Despite that power loss, examination of the wreckage identified that the aircraft was configured for a powered approach, in a high‑drag configuration with the left and right engine propellers unfeathered, the landing gear down and the flaps partially extended. The low engine power combined with the high-drag configuration meant that the aircraft’s speed and altitude could not be maintained.
The investigation report notes that maintenance of a high‑drag configuration while the aircraft’s performance declined indicated that either the pilot did not recognise any engine abnormalities until late in the approach, or assessed that sufficient engine power remained to reach the runway.
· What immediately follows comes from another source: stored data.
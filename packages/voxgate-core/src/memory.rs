//! Conversation memory: a bounded, ordered turn log shared across a
//! voice session, plus the LLM round trip that extends it.
//!
//! The critical section covers only append-and-evict; the LLM call itself
//! runs with the lock released, per the concurrency rule that external I/O
//! never happens while holding a shared lock.

use std::sync::Arc;
use std::time::{SystemTime, UNIX_EPOCH};

use parking_lot::Mutex;
use tokio::sync::Mutex as AsyncMutex;

use crate::adapters::LlmAdapter;
use crate::error::GatewayResult;
use crate::protocol_constants::DEFAULT_MEMORY_MAX_TURNS;

/// A turn's speaker.
#[derive(Debug, Clone, Copy, PartialEq, Eq)]
pub enum Role {
    System,
    User,
    Assistant,
}

/// One role-tagged utterance in the conversation log.
#[derive(Debug, Clone)]
pub struct Turn {
    pub role: Role,
    pub content: String,
    pub created_at: u64,
}

impl Turn {
    fn new(role: Role, content: String) -> Self {
        Self {
            role,
            content,
            created_at: now_unix(),
        }
    }
}

fn now_unix() -> u64 {
    SystemTime::now()
        .duration_since(UNIX_EPOCH)
        .unwrap_or_default()
        .as_secs()
}

/// Bounded, ordered conversation log shared by one or more sessions. The
/// system turn always occupies index 0 and is never evicted.
///
/// `turns` is guarded by a brief `parking_lot::Mutex`; `call_lock` serialises
/// the LLM round trip so two concurrent `next_response` calls on the same
/// memory don't interleave assistant writes.
pub struct Memory {
    turns: Mutex<Vec<Turn>>,
    max_turns: usize,
    llm: Arc<dyn LlmAdapter>,
    call_lock: AsyncMutex<()>,
}

impl Memory {
    /// Creates a memory with the given system directive and non-system turn
    /// cap, backed by `llm` for `next_response`.
    pub fn new(system_prompt: String, max_turns: usize, llm: Arc<dyn LlmAdapter>) -> Self {
        Self {
            turns: Mutex::new(vec![Turn::new(Role::System, system_prompt)]),
            max_turns: max_turns.max(1),
            llm,
            call_lock: AsyncMutex::new(()),
        }
    }

    /// Creates a memory using the default non-system turn cap.
    pub fn with_default_cap(system_prompt: String, llm: Arc<dyn LlmAdapter>) -> Self {
        Self::new(system_prompt, DEFAULT_MEMORY_MAX_TURNS, llm)
    }

    /// Appends a user turn, evicting the oldest non-system pair if the cap
    /// is exceeded.
    pub fn append_user(&self, text: impl Into<String>) {
        self.append(Role::User, text.into());
    }

    /// Appends an assistant turn, evicting the oldest non-system pair if the
    /// cap is exceeded.
    pub fn append_assistant(&self, text: impl Into<String>) {
        self.append(Role::Assistant, text.into());
    }

    fn append(&self, role: Role, content: String) {
        let mut turns = self.turns.lock();
        turns.push(Turn::new(role, content));
        evict_oldest_pair_if_over_cap(&mut turns, self.max_turns);
    }

    /// Clears all turns except the system turn at index 0.
    pub fn reset(&self) {
        let mut turns = self.turns.lock();
        turns.truncate(1);
    }

    /// Returns a snapshot of the current turn log, in order.
    pub fn snapshot(&self) -> Vec<Turn> {
        self.turns.lock().clone()
    }

    /// Number of non-system turns currently retained.
    pub fn non_system_turn_count(&self) -> usize {
        self.turns.lock().len().saturating_sub(1)
    }

    /// Calls the LLM adapter with the current turn log and, on success,
    /// appends the reply as an assistant turn and returns it. On failure the
    /// log is left untouched. Concurrent calls on the same memory serialise
    /// through `call_lock`, which is held only around the snapshot-and-call;
    /// the lock is never held while `turns` is locked.
    pub async fn next_response(&self) -> GatewayResult<String> {
        let _permit = self.call_lock.lock().await;
        let turns = self.snapshot();
        let reply = self.llm.complete(&turns).await?;
        self.append_assistant(reply.clone());
        Ok(reply)
    }
}

fn evict_oldest_pair_if_over_cap(turns: &mut Vec<Turn>, max_turns: usize) {
    // turns[0] is always the system turn; non-system turns start at index 1.
    while turns.len() - 1 > max_turns {
        turns.remove(1);
    }
}

#[cfg(test)]
mod tests {
    use super::*;
    use async_trait::async_trait;
    use std::sync::atomic::{AtomicUsize, Ordering};

    struct FakeLlm {
        calls: AtomicUsize,
        reply: String,
    }

    #[async_trait]
    impl LlmAdapter for FakeLlm {
        async fn complete(&self, _turns: &[Turn]) -> GatewayResult<String> {
            self.calls.fetch_add(1, Ordering::SeqCst);
            Ok(self.reply.clone())
        }
    }

    struct FailingLlm;

    #[async_trait]
    impl LlmAdapter for FailingLlm {
        async fn complete(&self, _turns: &[Turn]) -> GatewayResult<String> {
            Err(crate::error::GatewayError::ProviderUnavailable("down".into()))
        }
    }

    fn fake_memory(reply: &str) -> Memory {
        Memory::with_default_cap(
            "you are helpful".into(),
            Arc::new(FakeLlm {
                calls: AtomicUsize::new(0),
                reply: reply.into(),
            }),
        )
    }

    #[test]
    fn system_turn_is_always_index_zero() {
        let mem = fake_memory("hi");
        mem.append_user("hello");
        mem.append_assistant("hi there");
        let turns = mem.snapshot();
        assert_eq!(turns[0].role, Role::System);
    }

    #[test]
    fn eviction_keeps_cap_and_preserves_system_turn() {
        let mem = Memory::new(
            "sys".into(),
            4,
            Arc::new(FakeLlm {
                calls: AtomicUsize::new(0),
                reply: "r".into(),
            }),
        );
        for i in 0..10 {
            mem.append_user(format!("u{i}"));
        }
        assert_eq!(mem.non_system_turn_count(), 4);
        let turns = mem.snapshot();
        assert_eq!(turns[0].role, Role::System);
        // Oldest surviving user turn should be u6 (0..10 minus first 6 evicted).
        assert_eq!(turns[1].content, "u6");
    }

    #[test]
    fn reset_preserves_only_system_turn() {
        let mem = fake_memory("hi");
        mem.append_user("a");
        mem.append_assistant("b");
        mem.reset();
        assert_eq!(mem.non_system_turn_count(), 0);
        assert_eq!(mem.snapshot()[0].role, Role::System);
    }

    #[tokio::test]
    async fn next_response_appends_assistant_turn_on_success() {
        let mem = fake_memory("assistant reply");
        mem.append_user("question");
        let before = mem.non_system_turn_count();
        let reply = mem.next_response().await.expect("llm call should succeed");
        assert_eq!(reply, "assistant reply");
        assert_eq!(mem.non_system_turn_count(), before + 1);
        assert_eq!(mem.snapshot().last().unwrap().role, Role::Assistant);
    }

    #[tokio::test]
    async fn next_response_leaves_memory_untouched_on_failure() {
        let mem = Memory::with_default_cap("sys".into(), Arc::new(FailingLlm));
        mem.append_user("question");
        let before = mem.non_system_turn_count();
        let result = mem.next_response().await;
        assert!(result.is_err());
        assert_eq!(mem.non_system_turn_count(), before);
    }
}
//! Collision Layers
//!
//! 32-bit flag categories for collider filtering. Each category is an
//! independent bit; combine with bitwise OR.

/// Bit-flag set identifying collider categories.
/// A collider carries one `layer` (what it is) and one `mask`
/// (what it reacts to).
pub type Layer = u32;

/// No categories.
pub const LAYER_NONE: Layer = 0;

/// Player-controlled characters.
pub const LAYER_PLAYER: Layer = 1 << 0;

/// Hostile NPCs.
pub const LAYER_ENEMY: Layer = 1 << 1;

/// Projectiles in flight.
pub const LAYER_PROJECTILE: Layer = 1 << 2;

/// Solid world geometry.
pub const LAYER_TERRAIN: Layer = 1 << 3;

/// Destructible or decorative world objects.
pub const LAYER_ENVIRONMENT: Layer = 1 << 4;

/// Non-blocking props that only stop projectiles.
pub const LAYER_ETHEREAL: Layer = 1 << 5;

/// Objects the player can use or pick up.
pub const LAYER_INTERACTIVE: Layer = 1 << 6;

/// Trigger volumes (zone transitions, pressure plates).
pub const LAYER_TRIGGER: Layer = 1 << 7;

/// Every category.
pub const LAYER_ALL: Layer = u32::MAX;
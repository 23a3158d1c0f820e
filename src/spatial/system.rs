//! Spatial System
//!
//! Owns the shared spatial index and joins broad-phase results against
//! live positions from the external component store. The grid sits
//! behind a reader/writer lock: queries (possibly from background
//! threads) run concurrently, mutations serialize against them.
//!
//! Incremental maintenance is the primary path: `update` is O(1) and a
//! no-op while an entity stays in its cell. `rebuild` discards and
//! reindexes everything and is meant for initialization or bulk
//! structural changes, not the per-tick loop.

use std::hash::Hash;
use std::sync::RwLock;

use tracing::debug;

use crate::core::vec2::Vec2;
use super::grid::SpatialGrid;

/// External component store interface: who has a position, and where.
pub trait PositionSource<E> {
    /// Visit every entity carrying a position.
    fn for_each_positioned<F: FnMut(E, Vec2)>(&self, f: F);

    /// Current position of one entity, if it has one.
    fn position_of(&self, entity: E) -> Option<Vec2>;
}

/// Shared spatial index over the component store's positioned entities.
///
/// Lock poisoning is fatal by design: a panic while the index was
/// mid-mutation leaves it untrustworthy, and continuing would trade a
/// crash for silent false negatives.
#[derive(Debug)]
pub struct SpatialSystem<E> {
    grid: RwLock<SpatialGrid<E>>,
}

impl<E: Copy + Eq + Hash> SpatialSystem<E> {
    /// Empty system with the given grid cell size.
    pub fn new(cell_size: f32) -> Self {
        Self {
            grid: RwLock::new(SpatialGrid::new(cell_size)),
        }
    }

    /// Index a new entity at a position.
    pub fn insert(&self, entity: E, pos: Vec2) {
        self.grid
            .write()
            .expect("spatial grid lock poisoned")
            .insert(entity, pos);
    }

    /// Move an entity. The per-move primary path: O(1), and a no-op while
    /// the entity stays inside its current cell.
    pub fn update(&self, entity: E, pos: Vec2) {
        self.grid
            .write()
            .expect("spatial grid lock poisoned")
            .update(entity, pos);
    }

    /// Drop an entity from the index.
    pub fn remove(&self, entity: E) {
        self.grid
            .write()
            .expect("spatial grid lock poisoned")
            .remove(entity);
    }

    /// Discard the index and reinsert every positioned entity from the
    /// store. O(entities): use for initialization or after bulk
    /// structural changes; prefer [`SpatialSystem::update`] per tick.
    pub fn rebuild<S: PositionSource<E>>(&self, store: &S) {
        let mut grid = self.grid.write().expect("spatial grid lock poisoned");
        grid.clear();
        let mut count = 0usize;
        store.for_each_positioned(|entity, pos| {
            grid.insert(entity, pos);
            count += 1;
        });
        debug!(entities = count, "rebuilt spatial index");
    }

    /// Broad-phase radius query: cell-bounded, over-inclusive near cell
    /// boundaries.
    pub fn query_radius(&self, center: Vec2, radius: f32) -> Vec<E> {
        self.grid
            .read()
            .expect("spatial grid lock poisoned")
            .query_radius(center, radius)
    }

    /// Exact radius query: the broad phase joined against live store
    /// positions and filtered by true distance. Entities that lost their
    /// position since indexing are excluded.
    pub fn query_radius_exact<S: PositionSource<E>>(
        &self,
        center: Vec2,
        radius: f32,
        store: &S,
    ) -> Vec<E> {
        self.grid
            .read()
            .expect("spatial grid lock poisoned")
            .query_radius_filtered(center, radius, |entity| store.position_of(entity))
    }

    /// Every indexed entity in cells overlapping the rectangle.
    pub fn query_bounds(&self, min: Vec2, max: Vec2) -> Vec<E> {
        self.grid
            .read()
            .expect("spatial grid lock poisoned")
            .query_bounds(min, max)
    }

    /// Number of indexed entities.
    pub fn len(&self) -> usize {
        self.grid.read().expect("spatial grid lock poisoned").len()
    }

    /// True when nothing is indexed.
    pub fn is_empty(&self) -> bool {
        self.grid.read().expect("spatial grid lock poisoned").is_empty()
    }

    /// Number of occupied grid cells.
    pub fn cell_count(&self) -> usize {
        self.grid
            .read()
            .expect("spatial grid lock poisoned")
            .cell_count()
    }
}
ATSB Chief Commissioner Greg Hood said this accident highlighted how a loss in power requires different responses depending on whether an aircraft has single or multiple engines.
“However, regardless of the configuration, in order to maximise the survivability outcome it is imperative that the pilot retains control of the aircraft and maintains a safe airspeed,” Mr Hood said
“Where the aircraft’s performance degrades to the point that continued safe flight is not possible, the pilot must shift their focus to conducting a forced landing.”
Mr Hood also stressed that pilots need to routinely follow recognised fuel management practices in order to maintain the highest level of safety and avoid fuel exhaustion or starvation events.
The Civil Aviation Advisory Publication 234-1(2) provides important guidance on the current fuel requirements and good fuel-management practices.